ACTIVITY: Produce word for word the lines of the data below running from the one that has "let large: Vec<u8>" to the one that has "outlives the call.", inclusive, and no others.

══ DATA TO EXAMINE ══

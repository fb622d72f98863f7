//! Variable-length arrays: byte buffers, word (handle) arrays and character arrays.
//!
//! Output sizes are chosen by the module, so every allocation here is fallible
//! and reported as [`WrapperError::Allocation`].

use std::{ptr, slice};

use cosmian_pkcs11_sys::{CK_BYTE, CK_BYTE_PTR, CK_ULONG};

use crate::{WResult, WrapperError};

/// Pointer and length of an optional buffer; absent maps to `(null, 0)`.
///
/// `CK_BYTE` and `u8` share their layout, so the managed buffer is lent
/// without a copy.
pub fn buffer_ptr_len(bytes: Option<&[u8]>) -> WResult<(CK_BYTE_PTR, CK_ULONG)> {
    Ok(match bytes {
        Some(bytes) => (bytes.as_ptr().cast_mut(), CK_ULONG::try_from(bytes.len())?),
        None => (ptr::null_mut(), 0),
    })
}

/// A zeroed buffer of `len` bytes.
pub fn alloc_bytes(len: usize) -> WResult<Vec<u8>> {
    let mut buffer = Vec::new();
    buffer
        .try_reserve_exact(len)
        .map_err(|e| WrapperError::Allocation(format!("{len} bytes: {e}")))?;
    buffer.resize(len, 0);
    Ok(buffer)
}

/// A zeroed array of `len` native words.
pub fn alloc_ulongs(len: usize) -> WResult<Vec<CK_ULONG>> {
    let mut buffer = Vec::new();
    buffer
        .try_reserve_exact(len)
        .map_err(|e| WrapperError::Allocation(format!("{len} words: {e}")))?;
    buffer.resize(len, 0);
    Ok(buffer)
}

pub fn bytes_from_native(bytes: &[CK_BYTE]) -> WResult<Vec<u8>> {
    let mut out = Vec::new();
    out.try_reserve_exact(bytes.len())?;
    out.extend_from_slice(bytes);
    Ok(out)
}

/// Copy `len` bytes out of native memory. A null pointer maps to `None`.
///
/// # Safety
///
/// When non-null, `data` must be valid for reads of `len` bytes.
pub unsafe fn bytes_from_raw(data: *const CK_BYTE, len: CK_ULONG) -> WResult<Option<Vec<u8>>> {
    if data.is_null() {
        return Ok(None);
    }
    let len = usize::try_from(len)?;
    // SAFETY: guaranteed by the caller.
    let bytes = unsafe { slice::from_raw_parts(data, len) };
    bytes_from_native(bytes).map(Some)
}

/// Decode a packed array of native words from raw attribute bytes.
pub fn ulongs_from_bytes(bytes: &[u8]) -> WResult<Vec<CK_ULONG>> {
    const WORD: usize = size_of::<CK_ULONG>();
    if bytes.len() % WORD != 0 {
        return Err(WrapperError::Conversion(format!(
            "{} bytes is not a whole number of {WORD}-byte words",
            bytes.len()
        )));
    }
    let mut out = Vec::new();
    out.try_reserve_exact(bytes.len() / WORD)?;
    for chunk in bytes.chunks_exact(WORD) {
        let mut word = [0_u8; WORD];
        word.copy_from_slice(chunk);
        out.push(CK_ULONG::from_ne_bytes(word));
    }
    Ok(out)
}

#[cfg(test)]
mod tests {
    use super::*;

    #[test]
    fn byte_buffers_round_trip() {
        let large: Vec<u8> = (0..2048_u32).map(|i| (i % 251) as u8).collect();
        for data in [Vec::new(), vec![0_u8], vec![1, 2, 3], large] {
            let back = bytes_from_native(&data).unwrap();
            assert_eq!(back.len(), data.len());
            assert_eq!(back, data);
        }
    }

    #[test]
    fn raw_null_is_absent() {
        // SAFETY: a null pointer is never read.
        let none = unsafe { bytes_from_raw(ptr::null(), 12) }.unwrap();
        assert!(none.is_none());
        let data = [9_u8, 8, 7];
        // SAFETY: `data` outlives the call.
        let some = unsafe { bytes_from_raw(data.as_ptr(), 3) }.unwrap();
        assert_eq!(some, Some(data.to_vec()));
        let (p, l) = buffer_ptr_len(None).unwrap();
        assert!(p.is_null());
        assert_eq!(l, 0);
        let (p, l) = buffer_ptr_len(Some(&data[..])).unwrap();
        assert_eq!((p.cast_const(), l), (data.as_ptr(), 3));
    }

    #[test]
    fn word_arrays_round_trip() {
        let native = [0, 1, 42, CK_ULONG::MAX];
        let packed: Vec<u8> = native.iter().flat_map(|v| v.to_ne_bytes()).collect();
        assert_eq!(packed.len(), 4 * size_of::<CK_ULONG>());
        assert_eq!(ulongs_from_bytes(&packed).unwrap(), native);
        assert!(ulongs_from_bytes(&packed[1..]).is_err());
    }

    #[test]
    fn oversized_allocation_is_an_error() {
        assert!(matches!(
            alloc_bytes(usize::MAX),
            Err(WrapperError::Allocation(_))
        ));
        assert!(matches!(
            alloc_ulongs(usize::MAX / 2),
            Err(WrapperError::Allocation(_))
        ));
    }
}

═══

RESULT:
        let large: Vec<u8> = (0..2048_u32).map(|i| (i % 251) as u8).collect();
        for data in [Vec::new(), vec![0_u8], vec![1, 2, 3], large] {
            let back = bytes_from_native(&data).unwrap();
            assert_eq!(back.len(), data.len());
            assert_eq!(back, data);
        }
    }

    #[test]
    fn raw_null_is_absent() {
        // SAFETY: a null pointer is never read.
        let none = unsafe { bytes_from_raw(ptr::null(), 12) }.unwrap();
        assert!(none.is_none());
        let data = [9_u8, 8, 7];
        // SAFETY: `data` outlives the call.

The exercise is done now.